Guillermo obvió en todo momento la historia real que le había llevado hasta ahí en sus largas conversaciones con Genaro, más sí compartió con él su inquietud por la ansiada vuelta de su hermana. Tuvo que morderse la lengua en más de una ocasión al escucharle blasfemar sobre el imperio que había levantado su padre, al que Genaro despreciaba con toda su alma, al asumirlo verdugo de su esposa, pero tuvo la suficiente sensatez y sangre fría de seguirle la corriente, sin entrar demasiado al trapo, por no descubrirse. Aún no daba crédito al hecho que por más veces que le habían pedido la documentación, ningún agente de la ley le hubiese reconocido como el perpetrador de semejante desastre.

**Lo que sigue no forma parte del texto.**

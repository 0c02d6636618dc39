use std::collections::HashSet;

use rand::Rng;

use crate::layout::build_ring;
use crate::model::{Segment, WheelConfig};
use crate::resolve::{click_index, winner_index};
use crate::spin::{SpinState, Tick};
use crate::stats::SpinStats;

/// What a click on the dial means, fixed once at construction. A single
/// controller either spins on click or picks on click, never both.
#[derive(Clone, Copy, Debug, PartialEq, Eq)]
pub enum WheelMode {
    Spin,
    Pick,
}

/// Parameters for the external celebratory effect, derived from the winner.
#[derive(Clone, Debug, PartialEq)]
pub struct Celebration {
    pub particle_count: u32,
    pub spread: f64,
    /// Vertical launch origin as a fraction of the viewport height.
    pub origin_y: f64,
    pub colors: [String; 3],
}

impl Celebration {
    pub fn for_winner(winner: &Segment) -> Self {
        Celebration {
            particle_count: 150,
            spread: 80.0,
            origin_y: 0.6,
            colors: [
                winner.color.clone(),
                "#ffffff".to_string(),
                "#FFD700".to_string(),
            ],
        }
    }
}

/// Delivered exactly once per completed spin.
#[derive(Clone, Debug)]
pub struct SpinOutcome {
    pub winner: Segment,
    pub celebration: Celebration,
}

/// Result of routing a click through the configured mode.
#[derive(Clone, Debug, PartialEq)]
pub enum ClickOutcome {
    SpinStarted,
    Picked(Segment),
    /// Spinning, or the ring is empty.
    Ignored,
}

/// Composes layout, animator and resolver around one exclusively-owned
/// `SpinState`. The host drives it with frame timestamps and renders from
/// the rotation snapshot it exposes.
pub struct WheelController {
    config: WheelConfig,
    mode: WheelMode,
    ring: Vec<Segment>,
    spin_state: SpinState,
    stats: SpinStats,
    disabled: HashSet<String>,
}

impl WheelController {
    pub fn new(mut config: WheelConfig, mode: WheelMode) -> Self {
        config.sanitize();
        let mut c = WheelController {
            config,
            mode,
            ring: Vec::new(),
            spin_state: SpinState::new(),
            stats: SpinStats::new(),
            disabled: HashSet::new(),
        };
        c.rebuild_ring();
        c
    }

    fn rebuild_ring(&mut self) {
        let active: Vec<Segment> = self
            .config
            .segments
            .iter()
            .filter(|s| !self.disabled.contains(&s.id))
            .cloned()
            .collect();
        self.ring = build_ring(&active, self.config.settings.repeat);
    }

    pub fn config(&self) -> &WheelConfig {
        &self.config
    }

    pub fn mode(&self) -> WheelMode {
        self.mode
    }

    pub fn ring(&self) -> &[Segment] {
        &self.ring
    }

    pub fn rotation(&self) -> f64 {
        self.spin_state.rotation()
    }

    pub fn is_spinning(&self) -> bool {
        self.spin_state.is_spinning()
    }

    pub fn stats(&self) -> &SpinStats {
        &self.stats
    }

    /// Start a spin. No-op while spinning or when the ring is empty.
    pub fn spin<R: Rng + ?Sized>(&mut self, now_ms: f64, rng: &mut R) -> bool {
        if self.ring.is_empty() {
            return false;
        }
        self.spin_state.begin(self.config.settings.duration, now_ms, rng)
    }

    /// Advance the animation. Returns the outcome on the tick that completes
    /// the spin, `None` on every other call.
    pub fn tick(&mut self, now_ms: f64) -> Option<SpinOutcome> {
        match self.spin_state.tick(now_ms) {
            Tick::Finished => {
                if self.ring.is_empty() {
                    // Config was swapped for an empty wheel mid-spin.
                    self.spin_state.settle();
                    return None;
                }
                let winner =
                    self.ring[winner_index(self.ring.len(), self.spin_state.rotation())].clone();
                self.stats.record(&winner);
                if self.config.settings.auto_disable {
                    self.disabled.insert(winner.id.clone());
                    self.rebuild_ring();
                }
                self.spin_state.settle();
                let celebration = Celebration::for_winner(&winner);
                Some(SpinOutcome {
                    winner,
                    celebration,
                })
            }
            Tick::Animating | Tick::Idle => None,
        }
    }

    /// Resolve the wedge under a click without spinning. `None` while
    /// spinning or when the ring is empty.
    pub fn pick_at(&self, dx: f64, dy: f64) -> Option<Segment> {
        if self.is_spinning() || self.ring.is_empty() {
            return None;
        }
        let idx = click_index(self.ring.len(), self.spin_state.rotation(), dx, dy);
        Some(self.ring[idx].clone())
    }

    /// Route a click at pixel offset (`dx`, `dy`) from the wheel center
    /// through the configured mode.
    pub fn handle_click<R: Rng + ?Sized>(
        &mut self,
        dx: f64,
        dy: f64,
        now_ms: f64,
        rng: &mut R,
    ) -> ClickOutcome {
        if self.is_spinning() || self.ring.is_empty() {
            return ClickOutcome::Ignored;
        }
        match self.mode {
            WheelMode::Spin => {
                if self.spin(now_ms, rng) {
                    ClickOutcome::SpinStarted
                } else {
                    ClickOutcome::Ignored
                }
            }
            WheelMode::Pick => match self.pick_at(dx, dy) {
                Some(segment) => ClickOutcome::Picked(segment),
                None => ClickOutcome::Ignored,
            },
        }
    }

    /// Restore auto-disabled segments to the ring.
    pub fn reset(&mut self) {
        self.disabled.clear();
        self.rebuild_ring();
    }

    /// Replace the wheel definition, keeping rotation and stats.
    pub fn set_config(&mut self, mut config: WheelConfig) {
        config.sanitize();
        self.config = config;
        self.disabled.clear();
        self.rebuild_ring();
    }
}

#[cfg(test)]
mod tests {
    use super::*;
    use crate::model::WheelSettings;
    use rand::SeedableRng;
    use rand::rngs::StdRng;

    fn config(labels: &[&str], settings: WheelSettings) -> WheelConfig {
        WheelConfig {
            id: None,
            name: None,
            segments: labels
                .iter()
                .enumerate()
                .map(|(i, l)| Segment::new(i.to_string(), *l, "#EF4444"))
                .collect(),
            settings,
        }
    }

    fn default_settings() -> WheelSettings {
        WheelSettings {
            repeat: 1,
            duration: 3.0,
            font_size: 4,
            auto_disable: false,
        }
    }

    #[test]
    fn spin_finishes_once_and_reports_a_ring_member() {
        let mut rng = StdRng::seed_from_u64(1);
        let mut c = WheelController::new(
            config(&["A", "B", "C", "D"], default_settings()),
            WheelMode::Spin,
        );
        assert!(c.spin(0.0, &mut rng));
        assert!(c.is_spinning());
        assert!(c.tick(1500.0).is_none());
        let outcome = c.tick(3000.0).expect("spin completes at duration");
        assert!(c.config().segments.contains(&outcome.winner));
        assert!(!c.is_spinning());
        assert!(c.tick(3100.0).is_none());
        assert_eq!(outcome.celebration.colors[0], outcome.winner.color);
        assert_eq!(outcome.celebration.particle_count, 150);
    }

    #[test]
    fn winner_matches_final_rotation_geometry() {
        let mut rng = StdRng::seed_from_u64(9);
        let mut c = WheelController::new(
            config(&["A", "B", "C", "D"], default_settings()),
            WheelMode::Spin,
        );
        assert!(c.spin(0.0, &mut rng));
        let outcome = c.tick(3000.0).unwrap();
        let expected = &c.ring()[winner_index(c.ring().len(), c.rotation())];
        assert_eq!(&outcome.winner, expected);
    }

    #[test]
    fn reentrant_spin_is_rejected() {
        let mut rng = StdRng::seed_from_u64(2);
        let mut c = WheelController::new(config(&["A", "B"], default_settings()), WheelMode::Spin);
        assert!(c.spin(0.0, &mut rng));
        let rot_before = c.rotation();
        assert!(!c.spin(100.0, &mut rng));
        assert_eq!(c.rotation(), rot_before);
    }

    #[test]
    fn empty_ring_is_inert() {
        let mut rng = StdRng::seed_from_u64(3);
        let mut settings = default_settings();
        settings.repeat = 0;
        let mut c = WheelController::new(config(&["A", "B"], settings), WheelMode::Spin);
        assert!(c.ring().is_empty());
        assert!(!c.spin(0.0, &mut rng));
        assert_eq!(c.handle_click(1.0, 0.0, 0.0, &mut rng), ClickOutcome::Ignored);
        assert!(c.tick(1000.0).is_none());
    }

    #[test]
    fn pick_mode_resolves_click_without_spinning() {
        let mut rng = StdRng::seed_from_u64(4);
        let mut c = WheelController::new(
            config(&["A", "B", "C", "D"], default_settings()),
            WheelMode::Pick,
        );
        // rotation 0, click pointing right -> first wedge
        match c.handle_click(50.0, 0.0, 0.0, &mut rng) {
            ClickOutcome::Picked(seg) => assert_eq!(seg.label, "A"),
            other => panic!("expected pick, got {other:?}"),
        }
        assert!(!c.is_spinning());
        assert_eq!(c.pick_at(0.0, 50.0).unwrap().label, "B");
    }

    #[test]
    fn click_in_spin_mode_starts_the_spin() {
        let mut rng = StdRng::seed_from_u64(5);
        let mut c = WheelController::new(config(&["A", "B"], default_settings()), WheelMode::Spin);
        assert_eq!(
            c.handle_click(10.0, 10.0, 0.0, &mut rng),
            ClickOutcome::SpinStarted
        );
        assert!(c.is_spinning());
        assert_eq!(
            c.handle_click(10.0, 10.0, 50.0, &mut rng),
            ClickOutcome::Ignored
        );
    }

    #[test]
    fn stats_count_each_completed_spin() {
        let mut rng = StdRng::seed_from_u64(6);
        let mut c = WheelController::new(config(&["A", "B"], default_settings()), WheelMode::Spin);
        for i in 0..3 {
            let t0 = i as f64 * 10_000.0;
            assert!(c.spin(t0, &mut rng));
            assert!(c.tick(t0 + 3000.0).is_some());
        }
        assert_eq!(c.stats().total_spins, 3);
        let total: u64 = c.stats().segment_counts.values().sum();
        assert_eq!(total, 3);
    }

    #[test]
    fn auto_disable_shrinks_then_empties_the_ring() {
        let mut rng = StdRng::seed_from_u64(8);
        let mut settings = default_settings();
        settings.auto_disable = true;
        let mut c = WheelController::new(config(&["A", "B", "C"], settings), WheelMode::Spin);
        let mut t = 0.0;
        for remaining in (0..3).rev() {
            assert!(c.spin(t, &mut rng));
            assert!(c.tick(t + 3000.0).is_some());
            assert_eq!(c.ring().len(), remaining);
            t += 10_000.0;
        }
        assert!(!c.spin(t, &mut rng));
        c.reset();
        assert_eq!(c.ring().len(), 3);
    }
}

De entre todo cuanto vivieron esos días padre e hijo en el centro de acogida, las noches se llevaron la peor parte. Dormían hacinados en tres grandes naves desmontables hechas con un complejo mecano de piezas metálicas y lonas que de poco servían para librar al interior del frío nocturno. Lo más incómodo, más incluso que el festival de ronquidos que hacía de dormir una misión francamente complicada, eran los recurrentes disparos en la madrugada. El complejo estaba rodeado por altos focos alimentados por corriente eléctrica del suministro municipal, y dichos focos alumbraban todo el perímetro, imposibilitando que ningún infectado se acercase más de la cuenta sin ser avistado. Había soldados haciendo guardia en los cuatro flancos, veinticuatro horas al día en turnos rotativos, y por más que hacían su trabajo a la perfección, deshaciéndose sin miramientos de los intrusos, que nunca llegaban siquiera a alcanzar la valla, provocaban tal revuelo entre los supervivientes: gritos de pánico, cuchicheos, llantos de los más pequeños… que hacían que las noches fuesen un verdadero suplicio. Tan pronto rompía el alba, todo cambiaba considerablemente. Incluso la afluencia de infectados decrecía hasta prácticamente desaparecer.
No debían llevar ahí ni cinco días, viviendo en una paz y una armonía impropias de los tiempos que corrían, cuando todo cambió la mañana del 18 de septiembre. A diferencia de lo que todos temían, aunque raramente lo pusieran en común, la perdición del centro no fue debida al ataque de un grupo de infectados, por más que sí hubieron infectados involucrados en la masacre que en breve se produciría. En ocasiones, el mismo ser humano, cabal, sano y consciente, era su peor enemigo.